13th Sunday In Ordinary Time
Fr. Mark Gatto
Preached: June 28, 2020
What can we learn from this pandemic lockdown? As people of Faith, as disciples of Jesus, we should reflect on everything happening in our world and in our lives with the eyes of Faith. We should examine what is happening to see what it can teach us. This pandemic perhaps has something to teach our world, our church, our parish, each one of us. It is not enough just to go through life without reflecting on its mystery and learning from all that happens.
For our world, perhaps we need to learn about the need to care for our environment.
Perhaps our country needs to learn about how to care for seniors in our nursing homes.
Perhaps we recognize that we are all connected and that we need to care for one another, especially the weakest and poorest among us.
For our church perhaps needs to learn how to support families and Catholics to develop a solid prayer life at home.
Perhaps we need to learn to develop a deeper appreciation and knowledge of the Bible.
Perhaps we need to learn how to reach out more to all members of our parish.
Each one of us needs to examine this time and reflect on what I might need to learn or what I could learn through this experience.
This need to learn and be reflective with everything happening in our lives, also applies to the Bible. If we read the Bible and only look for comfort, to confirm my own ideas, then it will lose its power. The Bible should challenge me, should unsettle me, should shake me up, it should change my way of seeing things.
Especially when we read the Gospels, when we look to Jesus, for he taught and acted in a way that turned things upside down. He disturbed the powerful, the authorities, the rich, the religious. The problem with us Christians at times is that I think I am holy if I do religious things or if I say prayers. Do we allow ourselves to be disturbed by Jesus as we read the Gospels?
Today’s Gospel can seem disturbing at first glance. “Whoever loves his father or mother more than me, whoever loves his son or daughter more than me is not worthy of me.” “Whoever finds their life will lose it.” But, should not all of us want to care for our families and loved ones? Should not all of us want to be successful and prosperous? Should not all of us want a peaceful and comfortable and secure life?

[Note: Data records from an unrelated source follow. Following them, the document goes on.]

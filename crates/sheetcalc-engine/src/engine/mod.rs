//! Formula engine API.
//!
//! This module turns formula text into something a spreadsheet can evaluate:
//!
//! - [`Position`], [`CellRef`], [`Coord`] - Cell ids and formula references (`$a$1`, `b12`)
//! - [`scan`] - Tokenize formula text relative to a base cell
//! - [`parse`] - Recursive-descent parser producing an [`Ast`]
//! - [`Ast`], [`AstVisitor`] - Immutable expression tree and its shared walk
//! - [`format_number`] - Format values and numeric literals for display

mod ast;
mod cell_ref;
mod error;
mod format;
mod parser;
mod scan;

pub use ast::{Ast, AstVisitor, Op};
pub use cell_ref::{CellRef, Coord, MAX_COLS, MAX_ROWS, Position};
pub use error::ParseError;
pub use format::format_number;
pub use parser::{MAX_DEPTH, parse};
pub use scan::{Token, TokenKind, scan};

Yes, but not at all costs.
If having a safe, comfortable, secure life for me and my family means ignoring injustice, ignoring the poor, ignoring those in need.
If having a safe, comfortable, secure life for me and my family means ignoring the reality of racism, ignoring the need to make changes within society, church and my own life.
If having a safe, comfortable, secure life for me and my family means being willing to cheat or oppress others. Then, Jesus is clear that there are times when we need to die to a safe, comfortable, secure life. Sometimes I need to allow my life to be disturbed for the sake of something greater for our world, our community.
Jesus himself was ready to let go of everything, including his life, for the sake of truth, goodness, our salvation. Many others through history have fought for justice, to assist those excluded from society, often at great cost, much sacrifice, even at the cost of their life.
Take time to reflect on this pandemic and what you can learn from this, how it may call you to change something in your life?
In the same way, when you read the Bible, especially the Gospels, read it in a way that is ready to be challenged, to be disturbed. Let the radical Gospel message of Jesus shake you up and even lead you to change how you live, to change how you see others.
We are reading the Bible most honestly and most truthfully when it is disturbing our comfort.